→ Recorded data:
◆ ◆ ◆ ◆ ◆

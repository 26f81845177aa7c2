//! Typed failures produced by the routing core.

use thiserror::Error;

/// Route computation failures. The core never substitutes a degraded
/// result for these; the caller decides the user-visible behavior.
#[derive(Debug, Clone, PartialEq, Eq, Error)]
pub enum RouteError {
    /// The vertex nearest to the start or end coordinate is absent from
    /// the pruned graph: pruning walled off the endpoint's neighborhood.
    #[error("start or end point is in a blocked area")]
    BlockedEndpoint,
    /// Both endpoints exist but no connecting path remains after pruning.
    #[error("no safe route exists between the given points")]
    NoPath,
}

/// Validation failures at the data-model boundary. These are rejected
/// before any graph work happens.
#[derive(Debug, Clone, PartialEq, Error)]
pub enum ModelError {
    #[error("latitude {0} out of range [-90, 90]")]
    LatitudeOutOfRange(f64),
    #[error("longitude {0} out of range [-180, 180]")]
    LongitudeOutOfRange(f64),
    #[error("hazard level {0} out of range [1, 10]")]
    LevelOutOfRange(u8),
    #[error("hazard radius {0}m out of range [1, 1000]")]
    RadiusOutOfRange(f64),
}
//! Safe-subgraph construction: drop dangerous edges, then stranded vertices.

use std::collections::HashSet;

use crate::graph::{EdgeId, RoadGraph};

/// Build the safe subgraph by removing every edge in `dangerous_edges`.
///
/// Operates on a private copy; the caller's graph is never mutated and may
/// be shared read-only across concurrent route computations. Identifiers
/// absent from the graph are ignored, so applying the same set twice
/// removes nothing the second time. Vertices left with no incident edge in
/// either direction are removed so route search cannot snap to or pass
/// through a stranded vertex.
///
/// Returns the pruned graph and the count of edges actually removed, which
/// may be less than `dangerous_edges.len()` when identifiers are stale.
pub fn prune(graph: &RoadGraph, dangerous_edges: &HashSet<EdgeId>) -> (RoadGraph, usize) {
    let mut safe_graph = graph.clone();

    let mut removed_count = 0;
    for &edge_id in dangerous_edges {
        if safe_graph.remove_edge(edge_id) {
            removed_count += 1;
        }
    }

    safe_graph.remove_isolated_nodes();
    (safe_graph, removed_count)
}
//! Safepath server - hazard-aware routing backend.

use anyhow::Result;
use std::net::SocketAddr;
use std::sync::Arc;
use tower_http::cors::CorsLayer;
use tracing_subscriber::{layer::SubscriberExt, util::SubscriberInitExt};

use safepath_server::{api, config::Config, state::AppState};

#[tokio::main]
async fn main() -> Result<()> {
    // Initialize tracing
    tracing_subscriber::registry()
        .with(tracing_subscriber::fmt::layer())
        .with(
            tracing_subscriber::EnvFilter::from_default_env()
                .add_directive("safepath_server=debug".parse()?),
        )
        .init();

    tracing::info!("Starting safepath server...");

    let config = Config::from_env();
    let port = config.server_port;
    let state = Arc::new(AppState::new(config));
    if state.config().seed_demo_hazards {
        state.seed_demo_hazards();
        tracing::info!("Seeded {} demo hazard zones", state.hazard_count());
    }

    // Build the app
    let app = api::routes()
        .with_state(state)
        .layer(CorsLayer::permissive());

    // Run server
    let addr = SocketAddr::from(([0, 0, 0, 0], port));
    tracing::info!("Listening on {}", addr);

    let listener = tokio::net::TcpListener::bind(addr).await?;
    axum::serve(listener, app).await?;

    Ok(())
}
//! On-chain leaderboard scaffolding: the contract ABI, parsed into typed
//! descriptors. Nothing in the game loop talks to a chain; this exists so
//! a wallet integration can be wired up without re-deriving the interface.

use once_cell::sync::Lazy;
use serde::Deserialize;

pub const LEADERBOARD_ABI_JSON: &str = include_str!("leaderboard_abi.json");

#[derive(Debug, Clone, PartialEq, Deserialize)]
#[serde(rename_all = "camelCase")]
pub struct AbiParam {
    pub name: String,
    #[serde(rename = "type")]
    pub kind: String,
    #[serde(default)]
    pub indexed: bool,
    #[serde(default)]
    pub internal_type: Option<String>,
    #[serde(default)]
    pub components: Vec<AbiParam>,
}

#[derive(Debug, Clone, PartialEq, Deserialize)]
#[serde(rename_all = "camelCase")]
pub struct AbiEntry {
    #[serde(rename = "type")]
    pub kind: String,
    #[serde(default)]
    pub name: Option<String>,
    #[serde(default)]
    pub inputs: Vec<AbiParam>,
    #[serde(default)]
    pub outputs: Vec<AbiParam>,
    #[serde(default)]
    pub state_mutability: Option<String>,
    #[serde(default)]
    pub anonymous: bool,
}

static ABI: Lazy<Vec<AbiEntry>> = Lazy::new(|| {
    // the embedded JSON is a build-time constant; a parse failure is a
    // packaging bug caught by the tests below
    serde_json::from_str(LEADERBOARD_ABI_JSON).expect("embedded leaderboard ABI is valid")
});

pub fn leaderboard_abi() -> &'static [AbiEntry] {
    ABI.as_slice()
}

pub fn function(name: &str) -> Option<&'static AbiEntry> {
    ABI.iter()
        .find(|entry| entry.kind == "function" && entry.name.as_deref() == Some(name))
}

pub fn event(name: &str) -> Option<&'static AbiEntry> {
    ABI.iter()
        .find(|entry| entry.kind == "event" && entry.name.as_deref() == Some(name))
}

◆ ◆ ◆ ◆ ◆

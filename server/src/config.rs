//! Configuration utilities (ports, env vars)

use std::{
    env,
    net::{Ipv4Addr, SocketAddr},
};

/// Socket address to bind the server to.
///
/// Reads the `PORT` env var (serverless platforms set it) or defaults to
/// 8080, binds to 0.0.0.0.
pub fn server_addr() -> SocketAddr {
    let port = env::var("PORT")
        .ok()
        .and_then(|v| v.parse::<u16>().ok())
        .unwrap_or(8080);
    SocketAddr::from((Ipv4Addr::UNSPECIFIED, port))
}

◆ ◆ ◆ ◆ ◆

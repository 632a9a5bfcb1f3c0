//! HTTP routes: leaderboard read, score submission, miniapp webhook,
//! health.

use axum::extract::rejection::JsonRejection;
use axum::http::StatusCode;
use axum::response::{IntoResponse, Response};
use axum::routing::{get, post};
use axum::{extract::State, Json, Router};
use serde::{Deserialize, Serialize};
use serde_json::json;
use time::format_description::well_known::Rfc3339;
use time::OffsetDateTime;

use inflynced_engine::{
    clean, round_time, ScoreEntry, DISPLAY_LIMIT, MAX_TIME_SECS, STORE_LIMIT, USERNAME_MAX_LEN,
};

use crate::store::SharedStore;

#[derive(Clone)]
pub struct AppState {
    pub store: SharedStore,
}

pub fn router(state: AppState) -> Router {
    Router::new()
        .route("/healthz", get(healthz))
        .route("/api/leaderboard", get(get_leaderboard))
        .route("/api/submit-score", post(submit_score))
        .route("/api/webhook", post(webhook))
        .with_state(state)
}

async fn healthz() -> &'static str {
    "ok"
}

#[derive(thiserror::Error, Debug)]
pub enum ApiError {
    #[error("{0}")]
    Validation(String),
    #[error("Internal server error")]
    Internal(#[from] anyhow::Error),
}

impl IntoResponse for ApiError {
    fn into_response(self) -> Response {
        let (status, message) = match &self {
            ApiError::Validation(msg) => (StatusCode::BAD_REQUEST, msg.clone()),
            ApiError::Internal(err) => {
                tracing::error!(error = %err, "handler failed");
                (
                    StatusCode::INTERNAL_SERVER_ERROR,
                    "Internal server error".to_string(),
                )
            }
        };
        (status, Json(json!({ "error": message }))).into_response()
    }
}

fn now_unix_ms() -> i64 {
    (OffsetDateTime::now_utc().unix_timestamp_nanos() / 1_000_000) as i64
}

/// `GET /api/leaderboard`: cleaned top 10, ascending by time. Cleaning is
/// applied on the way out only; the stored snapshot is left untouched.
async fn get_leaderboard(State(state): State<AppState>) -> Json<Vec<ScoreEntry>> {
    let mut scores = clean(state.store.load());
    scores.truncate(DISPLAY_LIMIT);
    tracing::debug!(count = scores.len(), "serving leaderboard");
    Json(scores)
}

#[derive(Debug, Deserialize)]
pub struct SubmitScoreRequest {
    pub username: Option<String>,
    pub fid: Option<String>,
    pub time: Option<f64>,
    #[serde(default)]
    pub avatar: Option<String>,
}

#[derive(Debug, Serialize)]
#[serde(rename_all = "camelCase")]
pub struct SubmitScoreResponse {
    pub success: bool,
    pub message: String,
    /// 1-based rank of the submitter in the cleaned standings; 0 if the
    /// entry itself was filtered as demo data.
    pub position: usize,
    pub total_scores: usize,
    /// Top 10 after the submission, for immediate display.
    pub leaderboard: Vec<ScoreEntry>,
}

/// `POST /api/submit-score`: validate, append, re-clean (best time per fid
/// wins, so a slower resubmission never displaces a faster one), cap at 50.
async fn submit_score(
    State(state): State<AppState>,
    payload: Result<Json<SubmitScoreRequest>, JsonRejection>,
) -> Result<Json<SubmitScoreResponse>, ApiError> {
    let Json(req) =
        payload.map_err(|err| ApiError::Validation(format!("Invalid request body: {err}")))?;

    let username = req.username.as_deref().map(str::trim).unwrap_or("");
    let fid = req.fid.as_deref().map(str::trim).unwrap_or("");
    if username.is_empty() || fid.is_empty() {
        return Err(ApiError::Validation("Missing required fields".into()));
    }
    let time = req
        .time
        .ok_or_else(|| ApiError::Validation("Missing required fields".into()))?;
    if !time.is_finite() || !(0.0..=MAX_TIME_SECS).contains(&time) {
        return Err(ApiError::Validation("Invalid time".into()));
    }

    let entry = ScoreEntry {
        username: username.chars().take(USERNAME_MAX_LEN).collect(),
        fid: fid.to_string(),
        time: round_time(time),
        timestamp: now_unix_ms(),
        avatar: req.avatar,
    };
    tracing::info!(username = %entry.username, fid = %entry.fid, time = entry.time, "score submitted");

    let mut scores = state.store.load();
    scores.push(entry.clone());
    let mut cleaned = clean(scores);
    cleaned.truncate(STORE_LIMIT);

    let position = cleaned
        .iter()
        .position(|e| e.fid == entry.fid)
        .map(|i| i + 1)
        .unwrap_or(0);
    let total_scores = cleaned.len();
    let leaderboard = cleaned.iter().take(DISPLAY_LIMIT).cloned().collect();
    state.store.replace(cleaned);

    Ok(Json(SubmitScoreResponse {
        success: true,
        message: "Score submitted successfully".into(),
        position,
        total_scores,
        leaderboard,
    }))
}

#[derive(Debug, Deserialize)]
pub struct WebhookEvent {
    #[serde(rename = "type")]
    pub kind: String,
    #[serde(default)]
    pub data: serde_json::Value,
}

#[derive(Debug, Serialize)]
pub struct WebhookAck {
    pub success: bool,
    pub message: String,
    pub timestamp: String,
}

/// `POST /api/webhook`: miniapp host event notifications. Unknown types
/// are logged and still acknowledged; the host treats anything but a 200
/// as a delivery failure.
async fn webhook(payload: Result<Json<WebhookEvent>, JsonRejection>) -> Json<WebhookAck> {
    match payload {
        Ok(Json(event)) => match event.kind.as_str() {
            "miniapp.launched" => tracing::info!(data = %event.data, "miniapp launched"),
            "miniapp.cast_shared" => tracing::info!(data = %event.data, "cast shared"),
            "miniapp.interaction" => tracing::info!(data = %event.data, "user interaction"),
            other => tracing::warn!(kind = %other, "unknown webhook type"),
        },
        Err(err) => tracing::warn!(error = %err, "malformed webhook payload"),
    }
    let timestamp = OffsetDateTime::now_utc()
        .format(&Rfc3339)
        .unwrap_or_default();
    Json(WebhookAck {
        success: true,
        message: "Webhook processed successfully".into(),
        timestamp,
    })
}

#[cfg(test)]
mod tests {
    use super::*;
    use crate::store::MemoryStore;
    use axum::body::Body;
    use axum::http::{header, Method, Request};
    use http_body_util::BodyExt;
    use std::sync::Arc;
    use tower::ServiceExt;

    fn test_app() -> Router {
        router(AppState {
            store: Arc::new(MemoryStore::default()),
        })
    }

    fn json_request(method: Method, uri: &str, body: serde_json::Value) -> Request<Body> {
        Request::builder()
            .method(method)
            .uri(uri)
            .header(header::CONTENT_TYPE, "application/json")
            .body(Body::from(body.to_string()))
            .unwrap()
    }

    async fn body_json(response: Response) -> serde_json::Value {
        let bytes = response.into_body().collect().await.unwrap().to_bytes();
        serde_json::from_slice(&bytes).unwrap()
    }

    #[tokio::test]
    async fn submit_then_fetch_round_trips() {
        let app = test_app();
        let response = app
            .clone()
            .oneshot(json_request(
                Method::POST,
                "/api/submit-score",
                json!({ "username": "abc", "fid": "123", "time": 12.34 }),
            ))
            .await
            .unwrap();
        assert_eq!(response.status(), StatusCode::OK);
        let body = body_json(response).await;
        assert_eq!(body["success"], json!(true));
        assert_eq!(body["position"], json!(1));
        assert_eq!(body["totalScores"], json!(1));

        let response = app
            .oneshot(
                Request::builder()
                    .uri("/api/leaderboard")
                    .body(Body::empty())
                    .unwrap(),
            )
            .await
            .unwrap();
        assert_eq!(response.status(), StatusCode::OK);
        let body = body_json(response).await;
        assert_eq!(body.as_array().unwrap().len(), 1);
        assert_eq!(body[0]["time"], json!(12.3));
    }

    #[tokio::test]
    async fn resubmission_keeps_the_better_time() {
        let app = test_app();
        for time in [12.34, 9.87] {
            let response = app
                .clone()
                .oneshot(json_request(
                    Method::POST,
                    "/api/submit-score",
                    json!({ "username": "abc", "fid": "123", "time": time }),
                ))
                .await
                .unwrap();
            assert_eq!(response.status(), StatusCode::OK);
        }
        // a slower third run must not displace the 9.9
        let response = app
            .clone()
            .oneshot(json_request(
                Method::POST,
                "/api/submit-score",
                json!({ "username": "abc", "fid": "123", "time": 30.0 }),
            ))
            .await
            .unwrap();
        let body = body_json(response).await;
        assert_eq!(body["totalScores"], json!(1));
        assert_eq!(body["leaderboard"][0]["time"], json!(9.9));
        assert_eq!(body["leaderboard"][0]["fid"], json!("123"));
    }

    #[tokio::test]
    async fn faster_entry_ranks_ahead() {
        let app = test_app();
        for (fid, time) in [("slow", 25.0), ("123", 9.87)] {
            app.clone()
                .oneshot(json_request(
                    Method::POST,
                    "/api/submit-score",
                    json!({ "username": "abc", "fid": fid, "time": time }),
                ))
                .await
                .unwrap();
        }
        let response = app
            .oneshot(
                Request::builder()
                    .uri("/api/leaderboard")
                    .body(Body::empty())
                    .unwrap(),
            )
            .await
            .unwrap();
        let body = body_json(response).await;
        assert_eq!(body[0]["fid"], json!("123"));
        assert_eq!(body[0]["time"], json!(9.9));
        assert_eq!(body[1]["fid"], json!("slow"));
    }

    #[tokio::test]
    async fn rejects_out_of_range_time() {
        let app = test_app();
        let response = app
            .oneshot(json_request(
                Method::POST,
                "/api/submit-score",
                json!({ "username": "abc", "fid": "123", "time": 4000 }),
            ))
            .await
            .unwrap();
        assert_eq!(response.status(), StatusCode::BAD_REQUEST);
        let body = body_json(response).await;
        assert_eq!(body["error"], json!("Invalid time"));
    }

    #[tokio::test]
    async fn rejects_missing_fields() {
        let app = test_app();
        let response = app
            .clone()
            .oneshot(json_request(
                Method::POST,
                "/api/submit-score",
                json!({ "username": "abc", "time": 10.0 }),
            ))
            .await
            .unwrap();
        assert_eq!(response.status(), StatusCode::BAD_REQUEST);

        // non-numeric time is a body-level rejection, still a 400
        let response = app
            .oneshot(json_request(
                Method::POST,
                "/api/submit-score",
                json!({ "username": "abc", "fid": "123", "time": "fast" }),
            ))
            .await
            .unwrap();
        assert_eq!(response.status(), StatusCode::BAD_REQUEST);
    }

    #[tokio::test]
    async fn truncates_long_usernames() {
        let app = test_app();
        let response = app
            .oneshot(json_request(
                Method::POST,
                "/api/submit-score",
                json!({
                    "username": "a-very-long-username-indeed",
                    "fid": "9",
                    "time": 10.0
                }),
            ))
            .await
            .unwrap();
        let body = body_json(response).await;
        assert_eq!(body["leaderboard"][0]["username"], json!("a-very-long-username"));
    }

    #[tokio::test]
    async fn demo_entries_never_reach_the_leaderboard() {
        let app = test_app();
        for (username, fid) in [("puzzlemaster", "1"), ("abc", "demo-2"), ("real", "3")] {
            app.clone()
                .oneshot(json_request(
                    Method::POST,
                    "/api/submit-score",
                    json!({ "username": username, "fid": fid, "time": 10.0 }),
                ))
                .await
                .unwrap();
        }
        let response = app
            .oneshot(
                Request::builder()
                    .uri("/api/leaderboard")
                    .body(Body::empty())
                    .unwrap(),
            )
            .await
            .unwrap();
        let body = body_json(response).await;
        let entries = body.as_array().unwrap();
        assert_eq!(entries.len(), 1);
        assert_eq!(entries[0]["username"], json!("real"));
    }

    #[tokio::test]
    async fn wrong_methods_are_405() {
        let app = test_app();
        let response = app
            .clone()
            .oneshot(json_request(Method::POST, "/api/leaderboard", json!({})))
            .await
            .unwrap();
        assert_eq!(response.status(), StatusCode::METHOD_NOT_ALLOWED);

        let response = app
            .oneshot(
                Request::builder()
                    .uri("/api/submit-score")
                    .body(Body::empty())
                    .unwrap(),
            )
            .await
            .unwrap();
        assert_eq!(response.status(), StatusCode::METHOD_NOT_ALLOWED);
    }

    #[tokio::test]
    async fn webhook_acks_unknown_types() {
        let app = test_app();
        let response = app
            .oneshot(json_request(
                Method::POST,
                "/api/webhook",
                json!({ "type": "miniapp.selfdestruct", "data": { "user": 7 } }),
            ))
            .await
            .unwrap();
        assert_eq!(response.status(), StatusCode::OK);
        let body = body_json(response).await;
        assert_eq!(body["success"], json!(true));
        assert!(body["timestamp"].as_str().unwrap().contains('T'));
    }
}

◆ ◆ ◆ ◆ ◆

→ Exercise instructions:
Select from the material above each line in which the string "payload" appears, and list those lines.

→ Written response:
    payload: Result<Json<SubmitScoreRequest>, JsonRejection>,
        payload.map_err(|err| ApiError::Validation(format!("Invalid request body: {err}")))?;
async fn webhook(payload: Result<Json<WebhookEvent>, JsonRejection>) -> Json<WebhookAck> {
    match payload {
        Err(err) => tracing::warn!(error = %err, "malformed webhook payload"),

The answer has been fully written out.